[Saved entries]
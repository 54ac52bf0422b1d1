//! Per-candidate geometric quantities at one instant, stored column-wise.
//!
//! Scalar helpers ([`hour_angle`], [`slew_components`]) are the per-candidate contract;
//! [`Geometry::compute`] applies them over the whole catalog.
use crate::constants::Degree;
use crate::field::TargetCatalog;
use crate::projector::{airmass, angsep, wrap_180};

/// Where the sky is at the evaluation instant.
#[derive(Debug, Clone, Copy, PartialEq)]
pub struct SkySnapshot {
    pub zenith_ra: Degree,
    pub zenith_dec: Degree,
    pub moon_ra: Degree,
    pub moon_dec: Degree,
    /// Illuminated fraction of the Moon
    pub moon_phase: f64,
}

/// Hour angle of a target, `ra - zenith_ra` wrapped into `(-180, 180]`.
#[inline]
pub fn hour_angle(ra: Degree, zenith_ra: Degree) -> Degree {
    wrap_180(ra - zenith_ra)
}

/// Total slew, right ascension component folded into `[0, 180]`, and declination component.
///
/// The RA component is the shorter way around, so a move from 359° to 1° counts as 2° rather
/// than the raw `|Δra|` of 358°.
#[inline]
pub fn slew_components(
    previous: (Degree, Degree),
    ra: Degree,
    dec: Degree,
) -> (Degree, Degree, Degree) {
    let (prev_ra, prev_dec) = previous;
    (
        angsep(prev_ra, prev_dec, ra, dec),
        wrap_180(ra - prev_ra).abs(),
        (dec - prev_dec).abs(),
    )
}

/// Quantities evaluated for every catalog entry, in catalog order.
#[derive(Debug, Clone, Default, PartialEq)]
pub struct Geometry {
    pub airmass: Vec<f64>,
    /// Airmass with the zenith advanced by the look-ahead offset
    pub airmass_next: Vec<f64>,
    pub hour_angle: Vec<Degree>,
    pub slew: Vec<Degree>,
    pub slew_ra: Vec<Degree>,
    pub slew_dec: Vec<Degree>,
    pub moon_angle: Vec<Degree>,
}

impl Geometry {
    /// Evaluate the catalog against the sky.
    ///
    /// Arguments
    /// ---------
    /// * `catalog`: the candidates
    /// * `sky`: zenith and Moon positions at the evaluation instant
    /// * `lookahead`: zenith right ascension advance used for `airmass_next`, degrees
    /// * `previous`: last telescope pointing `(ra, dec)`, or `None` when slews are not
    ///   counted (every slew is then zero)
    pub fn compute(
        catalog: &TargetCatalog,
        sky: &SkySnapshot,
        lookahead: Degree,
        previous: Option<(Degree, Degree)>,
    ) -> Self {
        let n = catalog.len();
        let mut geometry = Geometry {
            airmass: Vec::with_capacity(n),
            airmass_next: Vec::with_capacity(n),
            hour_angle: Vec::with_capacity(n),
            slew: Vec::with_capacity(n),
            slew_ra: Vec::with_capacity(n),
            slew_dec: Vec::with_capacity(n),
            moon_angle: Vec::with_capacity(n),
        };
        let next_zenith_ra = (sky.zenith_ra + lookahead).rem_euclid(360.0);

        for (&ra, &dec) in catalog.ra().iter().zip(catalog.dec()) {
            geometry
                .airmass
                .push(airmass(sky.zenith_ra, sky.zenith_dec, ra, dec));
            geometry
                .airmass_next
                .push(airmass(next_zenith_ra, sky.zenith_dec, ra, dec));
            geometry.hour_angle.push(hour_angle(ra, sky.zenith_ra));
            geometry
                .moon_angle
                .push(angsep(sky.moon_ra, sky.moon_dec, ra, dec));

            let (slew, slew_ra, slew_dec) = previous
                .map(|p| slew_components(p, ra, dec))
                .unwrap_or((0.0, 0.0, 0.0));
            geometry.slew.push(slew);
            geometry.slew_ra.push(slew_ra);
            geometry.slew_dec.push(slew_dec);
        }
        geometry
    }
}

#[cfg(test)]
mod geometry_test {
    use super::*;
    use crate::field::Field;
    use approx::assert_relative_eq;

    #[test]
    fn test_hour_angle() {
        assert_eq!(hour_angle(10.0, 350.0), 20.0);
        assert_eq!(hour_angle(350.0, 10.0), -20.0);
        assert_eq!(hour_angle(190.0, 10.0), 180.0);
        assert_eq!(hour_angle(10.0, 190.0), 180.0);
    }

    #[test]
    fn test_slew_components() {
        let (slew, slew_ra, slew_dec) = slew_components((355.0, -60.0), 5.0, -65.0);
        assert_relative_eq!(slew_ra, 10.0, epsilon = 1e-12);
        assert_relative_eq!(slew_dec, 5.0);
        assert!(slew > 5.0 && slew < 11.0);
    }

    #[test]
    fn test_compute() {
        let catalog = TargetCatalog::new(vec![
            Field::new(1, 1, "g", 100.0, -30.0),
            Field::new(2, 1, "g", 100.0, -90.0),
        ]);
        let sky = SkySnapshot {
            zenith_ra: 100.0,
            zenith_dec: -30.0,
            moon_ra: 100.0,
            moon_dec: 0.0,
            moon_phase: 0.5,
        };

        let geometry = Geometry::compute(&catalog, &sky, 15.0, None);
        assert_relative_eq!(geometry.airmass[0], 1.0);
        assert_relative_eq!(geometry.airmass[1], 2.0, epsilon = 1e-10);
        assert!(geometry.airmass_next[0] > 1.0);
        assert_relative_eq!(geometry.airmass_next[1], 2.0, epsilon = 1e-10);
        assert_eq!(geometry.slew, vec![0.0, 0.0]);
        assert_relative_eq!(geometry.moon_angle[0], 30.0, epsilon = 1e-10);

        let geometry = Geometry::compute(&catalog, &sky, 15.0, Some((100.0, -60.0)));
        assert_relative_eq!(geometry.slew[0], 30.0, epsilon = 1e-10);
        assert_relative_eq!(geometry.slew_dec[1], 30.0);
    }
}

Assigned task.
The reply should consist solely of the lines above from the one that has "assert_eq!(hour_angle(350.0, 10.0), -20.0);" through the one that has "-60.0), 5.0, -65.0);", reproduced exactly.

Task solution.
        assert_eq!(hour_angle(350.0, 10.0), -20.0);
        assert_eq!(hour_angle(190.0, 10.0), 180.0);
        assert_eq!(hour_angle(10.0, 190.0), 180.0);
    }

    #[test]
    fn test_slew_components() {
        let (slew, slew_ra, slew_dec) = slew_components((355.0, -60.0), 5.0, -65.0);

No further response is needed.